Activity: Please report how many lines in these records contain the string "InspectionStatistics", and give nothing besides the number.

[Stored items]
┌────────
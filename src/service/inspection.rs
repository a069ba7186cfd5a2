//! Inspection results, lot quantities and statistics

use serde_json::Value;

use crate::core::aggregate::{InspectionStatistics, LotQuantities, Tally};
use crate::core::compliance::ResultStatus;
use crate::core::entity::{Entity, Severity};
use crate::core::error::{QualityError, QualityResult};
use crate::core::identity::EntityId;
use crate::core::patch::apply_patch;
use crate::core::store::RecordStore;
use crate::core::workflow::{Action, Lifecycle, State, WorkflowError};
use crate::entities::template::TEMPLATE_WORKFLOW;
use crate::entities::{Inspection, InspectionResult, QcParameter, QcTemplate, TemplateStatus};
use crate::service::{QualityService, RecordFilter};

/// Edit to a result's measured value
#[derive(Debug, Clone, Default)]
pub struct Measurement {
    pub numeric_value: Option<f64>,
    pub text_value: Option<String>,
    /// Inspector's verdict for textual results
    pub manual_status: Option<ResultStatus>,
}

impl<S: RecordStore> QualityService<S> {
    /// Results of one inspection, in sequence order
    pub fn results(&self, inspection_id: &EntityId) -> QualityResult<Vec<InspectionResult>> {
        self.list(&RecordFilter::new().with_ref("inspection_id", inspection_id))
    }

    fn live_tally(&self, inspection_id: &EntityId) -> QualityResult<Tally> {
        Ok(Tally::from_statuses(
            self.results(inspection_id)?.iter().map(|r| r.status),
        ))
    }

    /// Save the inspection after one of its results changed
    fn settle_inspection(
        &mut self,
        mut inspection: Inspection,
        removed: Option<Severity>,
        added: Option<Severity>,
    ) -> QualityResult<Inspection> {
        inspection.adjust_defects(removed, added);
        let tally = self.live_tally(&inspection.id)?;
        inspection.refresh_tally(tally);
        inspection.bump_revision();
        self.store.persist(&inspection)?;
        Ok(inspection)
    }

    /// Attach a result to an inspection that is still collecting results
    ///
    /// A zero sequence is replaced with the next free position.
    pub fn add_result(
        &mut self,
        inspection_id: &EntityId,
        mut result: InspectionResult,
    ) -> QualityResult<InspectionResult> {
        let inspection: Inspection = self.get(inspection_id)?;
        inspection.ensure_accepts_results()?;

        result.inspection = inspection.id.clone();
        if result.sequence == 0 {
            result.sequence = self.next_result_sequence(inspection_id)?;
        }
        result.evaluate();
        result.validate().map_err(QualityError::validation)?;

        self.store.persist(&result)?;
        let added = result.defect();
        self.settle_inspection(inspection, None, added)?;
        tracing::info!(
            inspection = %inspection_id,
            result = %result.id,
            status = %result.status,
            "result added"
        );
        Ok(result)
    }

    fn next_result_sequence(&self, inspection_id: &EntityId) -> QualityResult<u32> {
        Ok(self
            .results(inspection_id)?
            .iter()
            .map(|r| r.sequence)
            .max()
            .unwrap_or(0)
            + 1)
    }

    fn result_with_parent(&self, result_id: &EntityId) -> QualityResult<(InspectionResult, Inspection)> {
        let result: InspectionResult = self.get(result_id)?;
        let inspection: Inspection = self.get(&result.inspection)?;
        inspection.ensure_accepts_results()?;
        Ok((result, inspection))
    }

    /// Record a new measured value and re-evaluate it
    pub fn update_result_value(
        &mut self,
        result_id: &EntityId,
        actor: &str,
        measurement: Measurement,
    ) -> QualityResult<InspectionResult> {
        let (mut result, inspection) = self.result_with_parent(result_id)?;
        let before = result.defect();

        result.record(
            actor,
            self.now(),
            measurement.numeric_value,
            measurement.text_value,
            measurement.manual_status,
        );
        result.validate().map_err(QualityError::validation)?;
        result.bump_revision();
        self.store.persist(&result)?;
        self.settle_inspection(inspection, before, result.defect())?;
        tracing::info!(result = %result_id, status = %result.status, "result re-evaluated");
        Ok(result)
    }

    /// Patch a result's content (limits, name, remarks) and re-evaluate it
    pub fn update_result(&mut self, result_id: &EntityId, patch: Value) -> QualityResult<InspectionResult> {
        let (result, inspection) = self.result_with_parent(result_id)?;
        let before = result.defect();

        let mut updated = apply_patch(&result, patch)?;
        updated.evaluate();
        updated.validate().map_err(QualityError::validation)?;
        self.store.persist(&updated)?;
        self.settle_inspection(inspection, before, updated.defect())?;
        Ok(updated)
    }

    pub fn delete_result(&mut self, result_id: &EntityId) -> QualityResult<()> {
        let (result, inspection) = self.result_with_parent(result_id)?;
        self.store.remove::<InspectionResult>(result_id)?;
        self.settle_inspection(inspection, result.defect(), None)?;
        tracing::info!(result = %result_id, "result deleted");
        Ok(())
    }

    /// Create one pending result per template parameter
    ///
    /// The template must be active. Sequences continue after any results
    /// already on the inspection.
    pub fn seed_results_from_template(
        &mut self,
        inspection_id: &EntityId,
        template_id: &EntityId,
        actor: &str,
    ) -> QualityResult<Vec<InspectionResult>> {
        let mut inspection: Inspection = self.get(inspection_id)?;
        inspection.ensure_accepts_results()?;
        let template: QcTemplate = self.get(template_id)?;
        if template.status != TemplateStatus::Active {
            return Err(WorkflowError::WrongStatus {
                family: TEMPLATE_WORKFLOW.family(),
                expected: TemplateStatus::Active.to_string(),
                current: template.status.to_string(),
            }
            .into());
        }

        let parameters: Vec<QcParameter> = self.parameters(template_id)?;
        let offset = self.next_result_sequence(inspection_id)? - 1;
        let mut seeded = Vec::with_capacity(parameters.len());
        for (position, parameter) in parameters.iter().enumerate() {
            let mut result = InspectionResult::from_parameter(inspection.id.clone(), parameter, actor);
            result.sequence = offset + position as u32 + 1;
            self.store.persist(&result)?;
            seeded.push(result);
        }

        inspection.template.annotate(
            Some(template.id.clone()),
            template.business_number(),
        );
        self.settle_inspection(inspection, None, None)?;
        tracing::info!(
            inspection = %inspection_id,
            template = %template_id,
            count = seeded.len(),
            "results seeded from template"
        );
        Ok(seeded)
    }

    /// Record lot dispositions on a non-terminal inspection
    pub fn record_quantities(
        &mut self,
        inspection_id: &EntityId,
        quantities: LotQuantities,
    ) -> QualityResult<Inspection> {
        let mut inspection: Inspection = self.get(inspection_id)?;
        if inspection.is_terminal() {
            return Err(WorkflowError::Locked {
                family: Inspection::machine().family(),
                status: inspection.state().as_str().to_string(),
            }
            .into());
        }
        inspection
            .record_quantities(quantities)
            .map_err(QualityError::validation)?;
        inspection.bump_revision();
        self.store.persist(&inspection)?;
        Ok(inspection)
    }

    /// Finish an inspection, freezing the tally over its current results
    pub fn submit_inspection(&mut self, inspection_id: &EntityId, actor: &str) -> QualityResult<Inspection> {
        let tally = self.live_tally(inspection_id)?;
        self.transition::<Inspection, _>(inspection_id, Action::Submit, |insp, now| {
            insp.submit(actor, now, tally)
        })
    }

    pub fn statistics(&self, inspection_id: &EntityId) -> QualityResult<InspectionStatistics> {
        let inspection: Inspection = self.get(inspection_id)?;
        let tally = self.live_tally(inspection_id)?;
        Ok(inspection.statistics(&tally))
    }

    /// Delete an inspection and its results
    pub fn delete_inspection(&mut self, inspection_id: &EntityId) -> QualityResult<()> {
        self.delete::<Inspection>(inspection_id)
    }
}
└────────
┌────────
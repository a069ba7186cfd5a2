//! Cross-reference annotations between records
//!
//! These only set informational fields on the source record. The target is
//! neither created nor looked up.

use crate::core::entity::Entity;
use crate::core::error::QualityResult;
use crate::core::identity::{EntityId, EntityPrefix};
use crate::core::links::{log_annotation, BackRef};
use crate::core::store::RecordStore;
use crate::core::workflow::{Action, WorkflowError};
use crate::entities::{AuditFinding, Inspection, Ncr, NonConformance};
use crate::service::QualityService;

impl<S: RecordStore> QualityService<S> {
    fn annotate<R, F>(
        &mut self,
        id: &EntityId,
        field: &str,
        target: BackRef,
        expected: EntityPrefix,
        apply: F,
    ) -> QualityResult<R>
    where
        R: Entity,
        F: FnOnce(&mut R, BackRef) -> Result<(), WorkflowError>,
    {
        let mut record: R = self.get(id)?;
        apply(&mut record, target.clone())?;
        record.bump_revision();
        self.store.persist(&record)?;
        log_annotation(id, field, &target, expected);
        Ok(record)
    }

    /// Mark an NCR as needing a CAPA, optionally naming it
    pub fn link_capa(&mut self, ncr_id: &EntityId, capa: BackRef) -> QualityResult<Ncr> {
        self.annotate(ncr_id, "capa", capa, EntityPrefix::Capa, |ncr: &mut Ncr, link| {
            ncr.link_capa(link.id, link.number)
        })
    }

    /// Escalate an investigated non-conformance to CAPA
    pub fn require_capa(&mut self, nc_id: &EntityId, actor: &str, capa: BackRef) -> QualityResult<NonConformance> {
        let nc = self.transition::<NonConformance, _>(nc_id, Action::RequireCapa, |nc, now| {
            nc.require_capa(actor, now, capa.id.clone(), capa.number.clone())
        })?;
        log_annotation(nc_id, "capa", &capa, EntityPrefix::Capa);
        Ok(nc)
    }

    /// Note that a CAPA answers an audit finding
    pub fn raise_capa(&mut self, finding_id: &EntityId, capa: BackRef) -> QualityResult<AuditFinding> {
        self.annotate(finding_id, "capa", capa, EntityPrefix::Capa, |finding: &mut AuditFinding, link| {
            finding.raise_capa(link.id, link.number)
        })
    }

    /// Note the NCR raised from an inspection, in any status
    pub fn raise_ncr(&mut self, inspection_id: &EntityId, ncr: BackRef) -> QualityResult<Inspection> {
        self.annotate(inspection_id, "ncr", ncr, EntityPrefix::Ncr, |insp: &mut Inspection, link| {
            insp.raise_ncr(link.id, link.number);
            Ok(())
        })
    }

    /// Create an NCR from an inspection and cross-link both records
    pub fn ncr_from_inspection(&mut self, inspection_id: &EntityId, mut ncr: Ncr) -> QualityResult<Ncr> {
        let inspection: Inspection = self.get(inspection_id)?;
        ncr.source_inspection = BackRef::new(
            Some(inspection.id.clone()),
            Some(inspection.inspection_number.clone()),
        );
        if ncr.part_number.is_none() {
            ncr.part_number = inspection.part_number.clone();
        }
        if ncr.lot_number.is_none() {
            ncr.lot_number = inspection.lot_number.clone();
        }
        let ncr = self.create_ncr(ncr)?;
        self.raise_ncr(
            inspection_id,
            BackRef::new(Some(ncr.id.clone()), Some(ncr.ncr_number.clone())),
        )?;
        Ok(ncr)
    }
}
└────────
Expected answer: 2